Hook and string
- Museum number:
- 2-13611
- Permalink:
- ark:/21549/hm21020013611
- Accession number:
- Acc.648
- Description:
- Double piece, plain except for 10 notches (5 on each side of part opposite hook); iron hook, heavy cotton line.
- Donor:
- R. L. Davidson
- Collection place:
- Cook Inlet, Kenai Peninsula Borough, Alaska
- Verbatim coll. place:
- Alaska; Cook Inlet
- Culture or time period:
- Tlingit
- Collector:
- R. L. Davidson
- Collection date:
- unknown
- Object type:
- ethnography
- Function:
- 1.1 Hunting and Fishing
- Accession date:
- 1930
- Context of use:
- Halibut hook
- Department:
- Native US and Canada (except California)
- Dimensions:
- length 30 centimeters
- Comment:
- References: Birket-Smith, Early Collections from the Pacific Eskimo, p. 146 and fig. 22. On back: Remarks by Charles Brown (Tlingit, age 65) 12 June, 1964: (A) Correct angle at which hook floats in water.
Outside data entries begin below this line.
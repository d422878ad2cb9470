//! Authentication surface: registration, sessions, tokens, passwords.

use std::sync::Arc;

use axum::{
    extract::Extension,
    http::{HeaderMap, StatusCode},
    response::Response,
    routing::post,
    Json, Router,
};

use podharbor_core::Fault;

use crate::app::{dto, errors, services::AppServices};

pub fn router() -> Router {
    Router::new()
        .route("/register", post(register))
        .route("/login", post(login))
        .route("/refresh", post(refresh))
        .route("/verify-email", post(verify_email))
        .route("/resend-verification", post(resend_verification))
        .route("/reset-password", post(reset_password))
        .route("/sign-out", post(sign_out))
        .route("/change-password", post(change_password))
}

async fn register(
    Extension(services): Extension<Arc<AppServices>>,
    Json(body): Json<dto::RegisterRequest>,
) -> Response {
    errors::respond(services.register(body).await, StatusCode::CREATED)
}

async fn login(
    Extension(services): Extension<Arc<AppServices>>,
    Json(body): Json<dto::LoginRequest>,
) -> Response {
    errors::respond(services.login(body).await, StatusCode::OK)
}

async fn refresh(
    Extension(services): Extension<Arc<AppServices>>,
    Json(body): Json<dto::RefreshRequest>,
) -> Response {
    errors::respond(services.refresh(&body.refresh_token).await, StatusCode::OK)
}

async fn verify_email(
    Extension(services): Extension<Arc<AppServices>>,
    Json(body): Json<dto::VerifyEmailRequest>,
) -> Response {
    errors::respond_empty(services.verify_email(body).await, StatusCode::NO_CONTENT)
}

async fn resend_verification(
    Extension(services): Extension<Arc<AppServices>>,
    Json(body): Json<dto::ResendVerificationRequest>,
) -> Response {
    errors::respond_empty(services.resend_verification(body).await, StatusCode::ACCEPTED)
}

async fn reset_password(
    Extension(services): Extension<Arc<AppServices>>,
    Json(body): Json<dto::ResetPasswordRequest>,
) -> Response {
    errors::respond_empty(services.reset_password(body).await, StatusCode::NO_CONTENT)
}

/// Sign-out and password change take the access token straight from the
/// Authorization header because they additionally re-check the password —
/// they never ride behind the middleware-resolved account.
async fn sign_out(
    Extension(services): Extension<Arc<AppServices>>,
    headers: HeaderMap,
    Json(body): Json<dto::SignOutRequest>,
) -> Response {
    match bearer(&headers) {
        Ok(token) => {
            errors::respond_empty(services.sign_out(token, body).await, StatusCode::NO_CONTENT)
        }
        Err(fault) => errors::fault_to_response(fault),
    }
}

async fn change_password(
    Extension(services): Extension<Arc<AppServices>>,
    headers: HeaderMap,
    Json(body): Json<dto::ChangePasswordRequest>,
) -> Response {
    match bearer(&headers) {
        Ok(token) => errors::respond_empty(
            services.change_password(token, body).await,
            StatusCode::NO_CONTENT,
        ),
        Err(fault) => errors::fault_to_response(fault),
    }
}

fn bearer(headers: &HeaderMap) -> Result<&str, Fault> {
    headers
        .get(axum::http::header::AUTHORIZATION)
        .and_then(|value| value.to_str().ok())
        .ok_or_else(|| Fault::token_invalid().with_detail("missing Authorization header"))
}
The correct distance between the point of the barb and the shank is measured by placing the thum on the shank such that the thumb nail touches the barb point. Before placing the hook in the water, Mr. Brown''s father talked to the hook saying, "Do your best, boy, I''m depending on you." He also spit on the hook. When set in the water, the hook is not stable; it moves with the current, floating about 4 ft. off the bottom. Tlingit name of the halibut hook is nuxwh. Text from LMA "Man the Inventor" exhibit, 1964: "The ... hooks... are... baited with squid. Often set in pairs, one above the other, the hooks float abouve the ocean floor attached to a stone sinker on the bottom (A). The sinker, in turn, is attached to a float on the surface of the water. when the halibut attempts to pull the bait away, the weight of the sinker securely hooks it. When the fisherman feels the sinker move, he pulls in the line, thereby pulling the hook over, inverting the fish and making it relatively helpless (B).